**WORK ITEM**
Make a tally of the lines in the records that include the string "applied", and give only that number.

*** Opening of DATA FOR THIS TASK ***

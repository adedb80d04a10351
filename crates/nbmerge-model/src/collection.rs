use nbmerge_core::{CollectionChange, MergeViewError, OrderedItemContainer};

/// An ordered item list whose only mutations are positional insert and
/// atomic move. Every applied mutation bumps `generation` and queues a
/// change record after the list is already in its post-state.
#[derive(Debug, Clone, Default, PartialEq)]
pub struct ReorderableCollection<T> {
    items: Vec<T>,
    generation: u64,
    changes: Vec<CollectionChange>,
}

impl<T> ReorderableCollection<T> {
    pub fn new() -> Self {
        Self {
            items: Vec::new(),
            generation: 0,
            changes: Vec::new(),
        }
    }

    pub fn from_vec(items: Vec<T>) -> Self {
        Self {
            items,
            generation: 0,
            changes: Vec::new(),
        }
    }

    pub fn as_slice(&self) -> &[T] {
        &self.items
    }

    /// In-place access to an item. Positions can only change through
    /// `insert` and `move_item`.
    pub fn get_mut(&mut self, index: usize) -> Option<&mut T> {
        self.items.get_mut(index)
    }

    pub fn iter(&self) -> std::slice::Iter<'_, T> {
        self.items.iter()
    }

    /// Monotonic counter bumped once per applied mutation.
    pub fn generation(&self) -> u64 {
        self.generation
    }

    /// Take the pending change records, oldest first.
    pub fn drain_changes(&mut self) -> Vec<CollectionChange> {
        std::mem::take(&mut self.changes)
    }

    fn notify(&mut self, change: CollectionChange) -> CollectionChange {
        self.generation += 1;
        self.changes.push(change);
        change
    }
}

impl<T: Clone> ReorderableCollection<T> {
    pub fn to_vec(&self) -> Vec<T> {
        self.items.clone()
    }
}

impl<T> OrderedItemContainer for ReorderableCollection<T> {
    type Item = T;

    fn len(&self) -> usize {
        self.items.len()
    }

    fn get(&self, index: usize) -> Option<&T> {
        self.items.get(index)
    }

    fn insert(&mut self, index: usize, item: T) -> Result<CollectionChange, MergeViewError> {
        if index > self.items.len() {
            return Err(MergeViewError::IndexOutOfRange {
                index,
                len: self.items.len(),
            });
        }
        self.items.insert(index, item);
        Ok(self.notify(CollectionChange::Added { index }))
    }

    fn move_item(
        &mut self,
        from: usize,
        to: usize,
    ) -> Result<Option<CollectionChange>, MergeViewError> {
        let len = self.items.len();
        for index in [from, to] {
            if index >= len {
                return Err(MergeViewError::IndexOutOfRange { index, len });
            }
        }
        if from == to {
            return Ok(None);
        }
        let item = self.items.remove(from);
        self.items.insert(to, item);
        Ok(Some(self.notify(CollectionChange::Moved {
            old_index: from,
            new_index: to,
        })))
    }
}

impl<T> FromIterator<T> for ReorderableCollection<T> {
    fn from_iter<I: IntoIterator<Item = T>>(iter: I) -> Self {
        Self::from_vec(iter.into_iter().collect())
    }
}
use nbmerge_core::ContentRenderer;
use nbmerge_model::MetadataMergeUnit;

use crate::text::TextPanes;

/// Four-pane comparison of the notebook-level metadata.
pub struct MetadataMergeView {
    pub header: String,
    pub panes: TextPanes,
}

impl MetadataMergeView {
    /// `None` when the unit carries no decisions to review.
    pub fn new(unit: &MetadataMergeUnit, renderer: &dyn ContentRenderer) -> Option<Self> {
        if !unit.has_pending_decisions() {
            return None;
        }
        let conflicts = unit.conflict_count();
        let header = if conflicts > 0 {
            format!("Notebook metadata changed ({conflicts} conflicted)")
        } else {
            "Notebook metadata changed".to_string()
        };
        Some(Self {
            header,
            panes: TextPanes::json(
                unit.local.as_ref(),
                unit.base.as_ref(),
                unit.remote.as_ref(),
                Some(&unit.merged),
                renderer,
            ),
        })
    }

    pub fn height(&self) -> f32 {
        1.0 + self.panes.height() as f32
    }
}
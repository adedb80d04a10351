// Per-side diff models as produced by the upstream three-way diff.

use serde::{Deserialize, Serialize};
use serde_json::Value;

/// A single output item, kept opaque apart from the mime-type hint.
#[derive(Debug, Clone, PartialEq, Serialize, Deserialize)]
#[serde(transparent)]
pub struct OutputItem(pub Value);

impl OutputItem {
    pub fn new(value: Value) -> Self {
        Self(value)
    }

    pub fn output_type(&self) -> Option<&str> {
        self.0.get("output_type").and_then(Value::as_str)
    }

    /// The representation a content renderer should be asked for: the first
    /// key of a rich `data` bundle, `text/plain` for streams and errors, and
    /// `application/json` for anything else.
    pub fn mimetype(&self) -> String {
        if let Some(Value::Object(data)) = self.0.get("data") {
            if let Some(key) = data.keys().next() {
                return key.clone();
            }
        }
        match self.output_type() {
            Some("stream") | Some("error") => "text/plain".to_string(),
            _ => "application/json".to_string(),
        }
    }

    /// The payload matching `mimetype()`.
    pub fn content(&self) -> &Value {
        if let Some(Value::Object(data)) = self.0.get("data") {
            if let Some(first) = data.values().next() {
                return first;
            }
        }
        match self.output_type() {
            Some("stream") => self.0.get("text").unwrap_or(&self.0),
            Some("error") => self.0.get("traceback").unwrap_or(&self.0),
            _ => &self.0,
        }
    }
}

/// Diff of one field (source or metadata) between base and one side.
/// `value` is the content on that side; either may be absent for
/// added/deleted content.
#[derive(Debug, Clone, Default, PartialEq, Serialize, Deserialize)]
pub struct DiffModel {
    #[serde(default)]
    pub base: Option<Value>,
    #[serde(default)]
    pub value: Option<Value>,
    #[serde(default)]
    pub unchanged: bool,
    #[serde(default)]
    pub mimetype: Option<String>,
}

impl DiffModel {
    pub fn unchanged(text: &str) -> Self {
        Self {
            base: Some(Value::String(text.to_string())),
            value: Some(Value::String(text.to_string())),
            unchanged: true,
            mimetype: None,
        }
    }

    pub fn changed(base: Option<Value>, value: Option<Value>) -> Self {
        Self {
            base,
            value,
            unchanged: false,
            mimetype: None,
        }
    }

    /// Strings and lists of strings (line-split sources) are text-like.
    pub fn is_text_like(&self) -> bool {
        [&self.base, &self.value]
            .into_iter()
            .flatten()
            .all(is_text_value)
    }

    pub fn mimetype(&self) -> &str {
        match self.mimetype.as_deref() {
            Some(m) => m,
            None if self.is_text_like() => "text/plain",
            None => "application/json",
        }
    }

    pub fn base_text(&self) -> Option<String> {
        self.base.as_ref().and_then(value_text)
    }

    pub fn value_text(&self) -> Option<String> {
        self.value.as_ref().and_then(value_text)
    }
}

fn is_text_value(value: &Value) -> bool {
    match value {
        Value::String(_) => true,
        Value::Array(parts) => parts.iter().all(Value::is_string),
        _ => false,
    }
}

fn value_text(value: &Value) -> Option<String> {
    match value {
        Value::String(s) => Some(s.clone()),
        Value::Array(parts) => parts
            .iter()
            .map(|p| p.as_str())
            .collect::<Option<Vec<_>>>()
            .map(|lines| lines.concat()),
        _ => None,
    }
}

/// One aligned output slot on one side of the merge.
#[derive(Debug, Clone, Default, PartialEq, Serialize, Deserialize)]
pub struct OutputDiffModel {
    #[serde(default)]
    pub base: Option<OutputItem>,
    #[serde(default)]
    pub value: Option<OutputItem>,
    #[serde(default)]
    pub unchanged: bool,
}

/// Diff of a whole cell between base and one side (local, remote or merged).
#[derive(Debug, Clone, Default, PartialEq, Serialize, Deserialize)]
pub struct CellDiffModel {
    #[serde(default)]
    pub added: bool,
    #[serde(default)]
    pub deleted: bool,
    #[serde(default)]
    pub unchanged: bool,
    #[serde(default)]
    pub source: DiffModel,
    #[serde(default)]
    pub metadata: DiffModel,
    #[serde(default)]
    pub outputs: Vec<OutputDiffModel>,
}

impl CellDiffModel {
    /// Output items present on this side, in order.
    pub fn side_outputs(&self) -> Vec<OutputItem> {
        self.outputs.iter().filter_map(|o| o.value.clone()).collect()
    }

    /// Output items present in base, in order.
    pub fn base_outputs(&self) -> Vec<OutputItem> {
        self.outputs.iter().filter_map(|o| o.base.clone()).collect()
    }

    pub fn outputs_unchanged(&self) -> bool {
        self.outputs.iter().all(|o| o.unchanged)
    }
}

*** Close of DATA FOR THIS TASK ***

**TASK SOLUTION**
2